- [What you have to do] Which lines of the records below contain the word "info"? Show each one.

####

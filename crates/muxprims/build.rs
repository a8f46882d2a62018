fn main() {
    if let Ok(target) = std::env::var("TARGET") {
        println!("cargo:rustc-env=MUXPRIMS_BUILD_TARGET={target}");
    }
    println!("cargo:rerun-if-env-changed=TARGET");
}
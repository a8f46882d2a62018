use std::path::Path;
use std::sync::atomic::{AtomicBool, Ordering};
use std::sync::Arc;
use std::thread;
use std::time::Duration;

use muxprims_mux::MuxConfig;
use muxprims_proxy::{serve, ServerConfig};
use muxprims_transport::{IpcStream, UnixDomainSocket};
use tracing::{info, warn};

use crate::cmd::ServeArgs;
use crate::exit::{proxy_error, transport_error, CliError, CliResult, INTERNAL, SUCCESS, USAGE};

pub fn run(args: ServeArgs) -> CliResult<i32> {
    if args.poll_ms == 0 {
        return Err(CliError::new(USAGE, "--poll-ms must be greater than zero"));
    }
    let poll = Duration::from_millis(args.poll_ms);

    match &args.socket {
        None => {
            let config = server_config("stdio", poll);
            serve(IpcStream::stdio(), config).map_err(|err| proxy_error("serve failed", err))?;
            Ok(SUCCESS)
        }
        Some(path) => serve_socket(path, poll),
    }
}

fn server_config(name: &str, poll: Duration) -> ServerConfig {
    ServerConfig {
        mux: MuxConfig::named(name),
        exec_poll_interval: poll,
    }
}

fn serve_socket(path: &Path, poll: Duration) -> CliResult<i32> {
    let listener = UnixDomainSocket::bind(path).map_err(|err| transport_error("bind failed", err))?;

    let running = Arc::new(AtomicBool::new(true));
    install_ctrlc_handler(running.clone(), path)?;

    let mut accepted = 0u64;
    while running.load(Ordering::SeqCst) {
        let stream = listener
            .accept()
            .map_err(|err| transport_error("accept failed", err))?;
        if !running.load(Ordering::SeqCst) {
            break;
        }

        accepted += 1;
        let name = format!("conn-{accepted}");
        let config = server_config(&name, poll);
        let spawned = thread::Builder::new()
            .name(name.clone())
            .spawn(move || match serve(stream, config) {
                Ok(()) => info!(connection = %name, "connection finished"),
                Err(err) => warn!(connection = %name, error = %err, "connection failed"),
            });
        if let Err(err) = spawned {
            warn!(error = %err, "failed to start connection thread");
        }
    }

    info!("server stopped");
    Ok(SUCCESS)
}

/// Ctrl-C clears `running` and wakes the blocked accept with a throwaway
/// connection.
fn install_ctrlc_handler(running: Arc<AtomicBool>, path: &Path) -> CliResult<()> {
    let path = path.to_path_buf();
    ctrlc::set_handler(move || {
        running.store(false, Ordering::SeqCst);
        let _ = UnixDomainSocket::connect(&path);
    })
    .map_err(|err| CliError::new(INTERNAL, format!("signal handler setup failed: {err}")))
}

####

- [Response]
use tracing::{info, warn};
                Ok(()) => info!(connection = %name, "connection finished"),
    info!("server stopped");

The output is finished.